= What you need to do =
Each entry should be quoted word for word, including every mark of punctuation.

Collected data
------------------------------------------------------------

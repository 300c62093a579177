use chrono::{DateTime, Utc};

use super::schema::Database;
use super::types::{now_millis, Feed, FeedId, FeedWithOwner, StoreError, UserId};

const FEED_COLUMNS: &str = "id, name, url, user_id, created_at, updated_at, last_fetched_at";

/// Eligibility filter shared by selection queries: a feed is scheduled only
/// while somebody follows it.
const ELIGIBLE: &str = "EXISTS (SELECT 1 FROM feed_follows ff WHERE ff.feed_id = feeds.id)";

/// Selection order: never fetched first, then oldest fetch, then creation order.
const SCHEDULE_ORDER: &str = "last_fetched_at ASC NULLS FIRST, created_at ASC, id ASC";

impl Database {
    // ========================================================================
    // Feed Operations
    // ========================================================================

    /// Add a feed owned by `user_id` and make the owner follow it.
    ///
    /// Both rows are written in one transaction. A duplicate URL fails with
    /// [`StoreError::Conflict`].
    pub async fn create_feed(
        &self,
        name: &str,
        url: &str,
        user_id: UserId,
    ) -> Result<Feed, StoreError> {
        let now = now_millis();
        let mut tx = self.pool.begin().await?;

        let feed: Feed = sqlx::query_as(&format!(
            "INSERT INTO feeds (name, url, user_id, created_at, updated_at)
             VALUES (?, ?, ?, ?, ?) RETURNING {FEED_COLUMNS}"
        ))
        .bind(name)
        .bind(url)
        .bind(user_id)
        .bind(now)
        .bind(now)
        .fetch_one(&mut *tx)
        .await
        .map_err(|e| StoreError::on_conflict(e, "feed"))?;

        sqlx::query(
            "INSERT INTO feed_follows (user_id, feed_id, created_at, updated_at) VALUES (?, ?, ?, ?)",
        )
        .bind(user_id)
        .bind(feed.id)
        .bind(now)
        .bind(now)
        .execute(&mut *tx)
        .await?;

        tx.commit().await?;
        Ok(feed)
    }

    /// All feeds with their owner's name, in creation order.
    pub async fn get_feeds(&self) -> Result<Vec<FeedWithOwner>, StoreError> {
        Ok(sqlx::query_as(
            r#"
                SELECT f.id, f.name, f.url, u.name AS owner_name, f.created_at, f.last_fetched_at
                FROM feeds f
                JOIN users u ON u.id = f.user_id
                ORDER BY f.created_at, f.id
            "#,
        )
        .fetch_all(&self.pool)
        .await?)
    }

    pub async fn get_feed(&self, id: FeedId) -> Result<Feed, StoreError> {
        sqlx::query_as(&format!("SELECT {FEED_COLUMNS} FROM feeds WHERE id = ?"))
            .bind(id)
            .fetch_optional(&self.pool)
            .await?
            .ok_or(StoreError::NotFound("feed"))
    }

    pub async fn get_feed_by_url(&self, url: &str) -> Result<Feed, StoreError> {
        sqlx::query_as(&format!("SELECT {FEED_COLUMNS} FROM feeds WHERE url = ?"))
            .bind(url)
            .fetch_optional(&self.pool)
            .await?
            .ok_or(StoreError::NotFound("feed"))
    }

    // ========================================================================
    // Scheduling Operations
    // ========================================================================

    /// The eligible feed the scheduler should fetch next.
    ///
    /// Fails with [`StoreError::NotFound`] when no feed is followed.
    pub async fn next_feed_to_fetch(&self) -> Result<Feed, StoreError> {
        sqlx::query_as(&format!(
            "SELECT {FEED_COLUMNS} FROM feeds WHERE {ELIGIBLE} ORDER BY {SCHEDULE_ORDER} LIMIT 1"
        ))
        .fetch_optional(&self.pool)
        .await?
        .ok_or(StoreError::NotFound("feed"))
    }

    /// Stamp a single feed's `last_fetched_at`.
    pub async fn mark_fetched(&self, feed_id: FeedId, when: DateTime<Utc>) -> Result<(), StoreError> {
        let when = when.timestamp_millis();
        let result = sqlx::query("UPDATE feeds SET last_fetched_at = ?, updated_at = ? WHERE id = ?")
            .bind(when)
            .bind(when)
            .bind(feed_id)
            .execute(&self.pool)
            .await?;

        if result.rows_affected() == 0 {
            return Err(StoreError::NotFound("feed"));
        }
        Ok(())
    }

    /// Select and reserve the next due feed in one statement.
    ///
    /// A feed is due when it was never fetched or last fetched before
    /// `due_before`. The chosen row is stamped with the current time and
    /// returned with that stamp, so a concurrent caller cannot select it
    /// again. Returns `None` when nothing is due.
    pub async fn claim_next_feed(
        &self,
        due_before: DateTime<Utc>,
    ) -> Result<Option<Feed>, StoreError> {
        let now = now_millis();
        Ok(sqlx::query_as(&format!(
            r#"
                UPDATE feeds SET last_fetched_at = ?1, updated_at = ?1
                WHERE id = (
                    SELECT id FROM feeds
                    WHERE {ELIGIBLE}
                      AND (last_fetched_at IS NULL OR last_fetched_at < ?2)
                    ORDER BY {SCHEDULE_ORDER}
                    LIMIT 1
                )
                RETURNING {FEED_COLUMNS}
            "#
        ))
        .bind(now)
        .bind(due_before.timestamp_millis())
        .fetch_optional(&self.pool)
        .await?)
    }
}
use async_trait::async_trait;
use chrono::{DateTime, Utc};

use super::schema::Database;
use super::types::{Feed, FeedId, StoreError};
use crate::feed::FeedItem;
use crate::scheduler::{FeedStore, ItemSink};

#[async_trait]
impl FeedStore for Database {
    async fn next_feed_to_fetch(&self) -> Result<Feed, StoreError> {
        Database::next_feed_to_fetch(self).await
    }

    async fn mark_fetched(&self, feed_id: FeedId, when: DateTime<Utc>) -> Result<(), StoreError> {
        Database::mark_fetched(self, feed_id, when).await
    }

    async fn get_feed_by_url(&self, url: &str) -> Result<Feed, StoreError> {
        Database::get_feed_by_url(self, url).await
    }

    // Single UPDATE ... RETURNING instead of the trait's select-then-mark
    async fn claim_next_feed(&self, due_before: DateTime<Utc>) -> Result<Option<Feed>, StoreError> {
        Database::claim_next_feed(self, due_before).await
    }
}

#[async_trait]
impl ItemSink for Database {
    async fn accept(&self, feed: &Feed, items: Vec<FeedItem>) -> anyhow::Result<usize> {
        let inserted = self.insert_posts(feed.id, &items).await?;
        tracing::debug!(
            feed_id = feed.id,
            received = items.len(),
            inserted = inserted,
            "Stored posts"
        );
        Ok(inserted)
    }
}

------------------------------------------------------------

= Answer section =
repository 300c62093a579177
use chrono::{DateTime, Utc};

use super::schema::Database;
use super::types::{now_millis, Feed, FeedId, FeedWithOwner, StoreError, UserId};

const FEED_COLUMNS: &str = "id, name, url, user_id, created_at, updated_at, last_fetched_at";

/// Eligibility filter shared by selection queries: a feed is scheduled only
/// while somebody follows it.
const ELIGIBLE: &str = "EXISTS (SELECT 1 FROM feed_follows ff WHERE ff.feed_id = feeds.id)";

/// Selection order: never fetched first, then oldest fetch, then creation order.
const SCHEDULE_ORDER: &str = "last_fetched_at ASC NULLS FIRST, created_at ASC, id ASC";

impl Database {
    // ========================================================================
    // Feed Operations
    // ========================================================================

    /// Add a feed owned by `user_id` and make the owner follow it.
    ///
    /// Both rows are written in one transaction. A duplicate URL fails with
    /// [`StoreError::Conflict`].
    pub async fn create_feed(
        &self,
        name: &str,
        url: &str,
        user_id: UserId,
    ) -> Result<Feed, StoreError> {
        let now = now_millis();
        let mut tx = self.pool.begin().await?;

        let feed: Feed = sqlx::query_as(&format!(
            "INSERT INTO feeds (name, url, user_id, created_at, updated_at)
             VALUES (?, ?, ?, ?, ?) RETURNING {FEED_COLUMNS}"
        ))
        .bind(name)
        .bind(url)
        .bind(user_id)
        .bind(now)
        .bind(now)
        .fetch_one(&mut *tx)
        .await
        .map_err(|e| StoreError::on_conflict(e, "feed"))?;

        sqlx::query(
            "INSERT INTO feed_follows (user_id, feed_id, created_at, updated_at) VALUES (?, ?, ?, ?)",
        )
        .bind(user_id)
        .bind(feed.id)
        .bind(now)
        .bind(now)
        .execute(&mut *tx)
        .await?;

        tx.commit().await?;
        Ok(feed)
    }

    /// All feeds with their owner's name, in creation order.
    pub async fn get_feeds(&self) -> Result<Vec<FeedWithOwner>, StoreError> {
        Ok(sqlx::query_as(
            r#"
                SELECT f.id, f.name, f.url, u.name AS owner_name, f.created_at, f.last_fetched_at
                FROM feeds f
                JOIN users u ON u.id = f.user_id
                ORDER BY f.created_at, f.id
            "#,
        )
        .fetch_all(&self.pool)
        .await?)
    }

    pub async fn get_feed(&self, id: FeedId) -> Result<Feed, StoreError> {
        sqlx::query_as(&format!("SELECT {FEED_COLUMNS} FROM feeds WHERE id = ?"))
            .bind(id)
            .fetch_optional(&self.pool)
            .await?
            .ok_or(StoreError::NotFound("feed"))
    }

    pub async fn get_feed_by_url(&self, url: &str) -> Result<Feed, StoreError> {
        sqlx::query_as(&format!("SELECT {FEED_COLUMNS} FROM feeds WHERE url = ?"))
            .bind(url)
            .fetch_optional(&self.pool)
            .await?
            .ok_or(StoreError::NotFound("feed"))
    }

    // ========================================================================
    // Scheduling Operations
    // ========================================================================

    /// The eligible feed the scheduler should fetch next.
    ///
    /// Fails with [`StoreError::NotFound`] when no feed is followed.
    pub async fn next_feed_to_fetch(&self) -> Result<Feed, StoreError> {
        sqlx::query_as(&format!(
            "SELECT {FEED_COLUMNS} FROM feeds WHERE {ELIGIBLE} ORDER BY {SCHEDULE_ORDER} LIMIT 1"
        ))
        .fetch_optional(&self.pool)
        .await?
        .ok_or(StoreError::NotFound("feed"))
    }

    /// Stamp a single feed's `last_fetched_at`.
    pub async fn mark_fetched(&self, feed_id: FeedId, when: DateTime<Utc>) -> Result<(), StoreError> {
        let when = when.timestamp_millis();
        let result = sqlx::query("UPDATE feeds SET last_fetched_at = ?, updated_at = ? WHERE id = ?")
            .bind(when)
            .bind(when)
            .bind(feed_id)
            .execute(&self.pool)
            .await?;

        if result.rows_affected() == 0 {
            return Err(StoreError::NotFound("feed"));
        }
        Ok(())
    }

    /// Select and reserve the next due feed in one statement.
    ///
    /// A feed is due when it was never fetched or last fetched before
    /// `due_before`. The chosen row is stamped with the current time and
    /// returned with that stamp, so a concurrent caller cannot select it
    /// again. Returns `None` when nothing is due.
    pub async fn claim_next_feed(
        &self,
        due_before: DateTime<Utc>,
    ) -> Result<Option<Feed>, StoreError> {
        let now = now_millis();
        Ok(sqlx::query_as(&format!(
            r#"
                UPDATE feeds SET last_fetched_at = ?1, updated_at = ?1
                WHERE id = (
                    SELECT id FROM feeds
                    WHERE {ELIGIBLE}
                      AND (last_fetched_at IS NULL OR last_fetched_at < ?2)
                    ORDER BY {SCHEDULE_ORDER}
                    LIMIT 1
                )
                RETURNING {FEED_COLUMNS}
            "#
        ))
        .bind(now)
        .bind(due_before.timestamp_millis())
        .fetch_optional(&self.pool)
        .await?)
    }
}
use async_trait::async_trait;
use chrono::{DateTime, Utc};

use super::schema::Database;
use super::types::{Feed, FeedId, StoreError};
use crate::feed::FeedItem;
use crate::scheduler::{FeedStore, ItemSink};

#[async_trait]
impl FeedStore for Database {
    async fn next_feed_to_fetch(&self) -> Result<Feed, StoreError> {
        Database::next_feed_to_fetch(self).await
    }

    async fn mark_fetched(&self, feed_id: FeedId, when: DateTime<Utc>) -> Result<(), StoreError> {
        Database::mark_fetched(self, feed_id, when).await
    }

    async fn get_feed_by_url(&self, url: &str) -> Result<Feed, StoreError> {
        Database::get_feed_by_url(self, url).await
    }

    // Single UPDATE ... RETURNING instead of the trait's select-then-mark
    async fn claim_next_feed(&self, due_before: DateTime<Utc>) -> Result<Option<Feed>, StoreError> {
        Database::claim_next_feed(self, due_before).await
    }
}

#[async_trait]
impl ItemSink for Database {
    async fn accept(&self, feed: &Feed, items: Vec<FeedItem>) -> anyhow::Result<usize> {
        let inserted = self.insert_posts(feed.id, &items).await?;
        tracing::debug!(
            feed_id = feed.id,
            received = items.len(),
            inserted = inserted,
            "Stored posts"
        );
        Ok(inserted)
    }
}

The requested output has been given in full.